I have a few questions regarding executing a 1031 while selling a house-hacked duplex. If you're a 1031 professional dispersing advice to attract clients, please have at it!
I'm going to simplify the numbers, but here's the deal:
Three years ago, I bought a duplex for $400K and put 25% down. I then spent $50K renovating the property. This year, I'll be able to sell it for $500K.

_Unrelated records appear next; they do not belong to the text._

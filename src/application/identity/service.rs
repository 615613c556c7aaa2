//! Account and authentication service
//!
//! HTTP handlers are thin wrappers that delegate to this service.

use std::sync::Arc;

use tracing::{info, warn};

use crate::domain::account::{Account, AccountRole, Actor, NewAccount};
use crate::domain::{DomainError, DomainResult, RepositoryProvider};
use crate::infrastructure::crypto::jwt::{create_token, verify_token, JwtConfig, TokenKind};
use crate::infrastructure::crypto::password::{hash_password, verify_password};

pub const MIN_PASSWORD_LEN: usize = 8;

/// Tokens issued after a successful login
#[derive(Debug, Clone)]
pub struct AuthTokens {
    pub access_token: String,
    pub refresh_token: String,
    pub token_type: String,
    /// Access token lifetime in seconds
    pub expires_in: i64,
    pub account: Account,
}

/// Fresh access token issued from a refresh token
#[derive(Debug, Clone)]
pub struct AccessToken {
    pub access_token: String,
    pub token_type: String,
    pub expires_in: i64,
}

#[derive(Debug, Clone)]
pub struct RegisterAccount {
    pub username: String,
    pub email: Option<String>,
    pub password: String,
    pub confirm_password: String,
}

pub struct IdentityService {
    repos: Arc<dyn RepositoryProvider>,
    jwt_config: JwtConfig,
}

impl IdentityService {
    pub fn new(repos: Arc<dyn RepositoryProvider>, jwt_config: JwtConfig) -> Self {
        Self { repos, jwt_config }
    }

    // ── Registration ────────────────────────────────────────────

    /// Creates a customer account together with its empty profile.
    pub async fn register(&self, cmd: RegisterAccount) -> DomainResult<Account> {
        let username = cmd.username.trim().to_string();
        validate_username(&username)?;
        validate_password(&cmd.password)?;
        if cmd.password != cmd.confirm_password {
            return Err(DomainError::Validation("Passwords do not match".into()));
        }

        let email = cmd
            .email
            .map(|e| e.trim().to_string())
            .filter(|e| !e.is_empty());
        if let Some(ref email) = email {
            if !email.contains('@') {
                return Err(DomainError::Validation("Invalid email address".into()));
            }
            if self.repos.accounts().find_by_email(email).await?.is_some() {
                return Err(DomainError::Conflict("Email already exists".into()));
            }
        }

        if self.repos.accounts().find_by_username(&username).await?.is_some() {
            return Err(DomainError::Conflict("Username already exists".into()));
        }

        let password_hash = hash(&cmd.password)?;
        let account = self
            .repos
            .accounts()
            .create(NewAccount {
                username,
                email,
                password_hash,
                role: AccountRole::Customer,
            })
            .await?;

        info!(account_id = %account.id, username = %account.username, "New customer registered");
        Ok(account)
    }

    // ── Authentication ──────────────────────────────────────────

    /// Authenticate by username or email and issue an access/refresh pair.
    pub async fn login(&self, username_or_email: &str, password: &str) -> DomainResult<AuthTokens> {
        let accounts = self.repos.accounts();
        let account = match accounts.find_by_username(username_or_email).await? {
            Some(a) => Some(a),
            None => accounts.find_by_email(username_or_email).await?,
        };

        let Some(account) = account else {
            return Err(DomainError::Unauthorized("Invalid credentials".into()));
        };

        if !verify_password(password, &account.password_hash) {
            warn!(username = %account.username, "Failed login attempt");
            return Err(DomainError::Unauthorized("Invalid credentials".into()));
        }

        if !account.is_active {
            return Err(DomainError::Unauthorized("Account is disabled".into()));
        }

        accounts.touch_last_login(&account.id).await?;

        let access_token = self.issue(&account, TokenKind::Access)?;
        let refresh_token = self.issue(&account, TokenKind::Refresh)?;

        Ok(AuthTokens {
            access_token,
            refresh_token,
            token_type: "Bearer".into(),
            expires_in: self.jwt_config.access_token_minutes * 60,
            account,
        })
    }

    /// Exchange a valid refresh token for a new access token.
    pub async fn refresh(&self, refresh_token: &str) -> DomainResult<AccessToken> {
        let claims = verify_token(refresh_token, TokenKind::Refresh, &self.jwt_config)
            .map_err(|_| DomainError::Unauthorized("Invalid or expired refresh token".into()))?;

        let account = self
            .repos
            .accounts()
            .find_by_id(&claims.sub)
            .await?
            .filter(|a| a.is_active)
            .ok_or_else(|| DomainError::Unauthorized("Account no longer active".into()))?;

        Ok(AccessToken {
            access_token: self.issue(&account, TokenKind::Access)?,
            token_type: "Bearer".into(),
            expires_in: self.jwt_config.access_token_minutes * 60,
        })
    }

    fn issue(&self, account: &Account, kind: TokenKind) -> DomainResult<String> {
        create_token(
            &account.id,
            &account.username,
            account.role.as_str(),
            kind,
            &self.jwt_config,
        )
        .map_err(|e| DomainError::Database(format!("Failed to create token: {}", e)))
    }

    // ── Queries ─────────────────────────────────────────────────

    pub async fn current_account(&self, actor: &Actor) -> DomainResult<Account> {
        self.repos
            .accounts()
            .find_by_id(&actor.account_id)
            .await?
            .ok_or_else(|| DomainError::not_found("Account", "id", &actor.account_id))
    }

    // ── Commands ────────────────────────────────────────────────

    /// Change the caller's password after checking the current one.
    pub async fn change_password(
        &self,
        actor: &Actor,
        current_password: &str,
        new_password: &str,
    ) -> DomainResult<()> {
        validate_password(new_password)?;

        let account = self.current_account(actor).await?;
        if !verify_password(current_password, &account.password_hash) {
            return Err(DomainError::Unauthorized("Invalid current password".into()));
        }

        let new_hash = hash(new_password)?;
        self.repos.accounts().update_password(&account.id, &new_hash).await?;

        info!(account_id = %account.id, "Password changed");
        Ok(())
    }

    /// Creates the bootstrap admin unless an account with that username exists.
    /// Returns `true` when an account was created.
    pub async fn ensure_admin(
        &self,
        username: &str,
        email: Option<String>,
        password: &str,
    ) -> DomainResult<bool> {
        if self.repos.accounts().find_by_username(username).await?.is_some() {
            return Ok(false);
        }

        let password_hash = hash(password)?;
        self.repos
            .accounts()
            .create(NewAccount {
                username: username.to_string(),
                email,
                password_hash,
                role: AccountRole::Admin,
            })
            .await?;

        info!(username, "Default admin account created");
        Ok(true)
    }
}

fn hash(password: &str) -> DomainResult<String> {
    hash_password(password)
        .map_err(|e| DomainError::Database(format!("Failed to hash password: {}", e)))
}

fn validate_username(username: &str) -> DomainResult<()> {
    let len = username.chars().count();
    if !(3..=50).contains(&len) {
        return Err(DomainError::Validation(
            "Username must be 3-50 characters".into(),
        ));
    }
    if !username
        .chars()
        .all(|c| c.is_alphanumeric() || "@.+-_".contains(c))
    {
        return Err(DomainError::Validation(
            "Username may contain only letters, digits and @/./+/-/_".into(),
        ));
    }
    Ok(())
}

fn validate_password(password: &str) -> DomainResult<()> {
    if password.chars().count() < MIN_PASSWORD_LEN {
        return Err(DomainError::Validation(format!(
            "Password must be at least {} characters",
            MIN_PASSWORD_LEN
        )));
    }
    Ok(())
}

#[cfg(test)]
mod tests {
    use super::*;
    use crate::application::test_support::{jwt_config, repos};

    fn registration(username: &str) -> RegisterAccount {
        RegisterAccount {
            username: username.into(),
            email: Some(format!("{}@example.com", username)),
            password: "correct-horse".into(),
            confirm_password: "correct-horse".into(),
        }
    }

    #[tokio::test]
    async fn register_creates_customer_with_profile() {
        let repos = repos().await;
        let service = IdentityService::new(repos.clone(), jwt_config());

        let account = service.register(registration("lina")).await.unwrap();
        assert_eq!(account.role, AccountRole::Customer);
        assert!(repos
            .customers()
            .find_by_account_id(&account.id)
            .await
            .unwrap()
            .is_some());
    }

    #[tokio::test]
    async fn register_rejects_mismatched_passwords() {
        let service = IdentityService::new(repos().await, jwt_config());
        let mut cmd = registration("lina");
        cmd.confirm_password = "something-else".into();

        match service.register(cmd).await {
            Err(DomainError::Validation(msg)) => assert_eq!(msg, "Passwords do not match"),
            other => panic!("unexpected: {:?}", other),
        }
    }

    #[tokio::test]
    async fn register_rejects_taken_username() {
        let service = IdentityService::new(repos().await, jwt_config());
        service.register(registration("lina")).await.unwrap();

        let mut again = registration("lina");
        again.email = None;
        assert!(matches!(
            service.register(again).await,
            Err(DomainError::Conflict(_))
        ));
    }

    #[tokio::test]
    async fn short_password_is_rejected() {
        let service = IdentityService::new(repos().await, jwt_config());
        let mut cmd = registration("lina");
        cmd.password = "short".into();
        cmd.confirm_password = "short".into();
        assert!(matches!(
            service.register(cmd).await,
            Err(DomainError::Validation(_))
        ));
    }

    #[tokio::test]
    async fn login_issues_distinct_token_kinds() {
        let config = jwt_config();
        let service = IdentityService::new(repos().await, config.clone());
        service.register(registration("lina")).await.unwrap();

        let tokens = service.login("lina", "correct-horse").await.unwrap();
        assert_eq!(tokens.token_type, "Bearer");
        assert!(verify_token(&tokens.access_token, TokenKind::Access, &config).is_ok());
        assert!(verify_token(&tokens.refresh_token, TokenKind::Refresh, &config).is_ok());

        let by_email = service.login("lina@example.com", "correct-horse").await;
        assert!(by_email.is_ok());
    }

    #[tokio::test]
    async fn login_with_wrong_password_is_unauthorized() {
        let service = IdentityService::new(repos().await, jwt_config());
        service.register(registration("lina")).await.unwrap();

        match service.login("lina", "nope-nope-nope").await {
            Err(DomainError::Unauthorized(msg)) => assert_eq!(msg, "Invalid credentials"),
            other => panic!("unexpected: {:?}", other.map(|t| t.token_type)),
        }
    }

    #[tokio::test]
    async fn refresh_accepts_only_refresh_tokens() {
        let service = IdentityService::new(repos().await, jwt_config());
        service.register(registration("lina")).await.unwrap();
        let tokens = service.login("lina", "correct-horse").await.unwrap();

        assert!(service.refresh(&tokens.refresh_token).await.is_ok());
        assert!(matches!(
            service.refresh(&tokens.access_token).await,
            Err(DomainError::Unauthorized(_))
        ));
    }

    #[tokio::test]
    async fn change_password_requires_current_password() {
        let service = IdentityService::new(repos().await, jwt_config());
        let account = service.register(registration("lina")).await.unwrap();
        let actor = account.actor();

        assert!(service
            .change_password(&actor, "wrong-current", "brand-new-pass")
            .await
            .is_err());
        service
            .change_password(&actor, "correct-horse", "brand-new-pass")
            .await
            .unwrap();
        assert!(service.login("lina", "brand-new-pass").await.is_ok());
    }

    #[tokio::test]
    async fn ensure_admin_is_idempotent() {
        let service = IdentityService::new(repos().await, jwt_config());
        assert!(service.ensure_admin("admin", None, "admin-pass-123").await.unwrap());
        assert!(!service.ensure_admin("admin", None, "admin-pass-123").await.unwrap());

        let tokens = service.login("admin", "admin-pass-123").await.unwrap();
        assert_eq!(tokens.account.role, AccountRole::Admin);
    }
}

By my math, the total capital gain is $50K because the sale price is $500K and the cost basis is $450K. (Let's just set aside the cost of the sale, depreciation, etc.) Because half of the duplex was my primary residence, I can take half the capital gain, or $25K, tax-free because of the personal deduction. The remaining $25K is subject to capital-gains tax.
Am I correct so far?
Here's where I get confused: how much of the proceeds do I have to put into an up-leg to avoid paying tax on that $25K? At the time of sale, the outstanding loan balance will be about $280K, so my proceeds will be about $220K. I'm assuming that, since only half the duplex was considered an investment property, I only have to use half the proceeds to buy the up-leg. And likewise, the loan I have to take need only be for $140K, half the loan balance when I sell.
So am I correct that, to avoid capital gains tax on $25K, I need to put $110K down and take a loan for at least $140K on an up-leg property?
What happens if I buy an up-leg with $50K down and a $140K loan? Then I'd have $60K in boot, right? That's more boot than capital gains!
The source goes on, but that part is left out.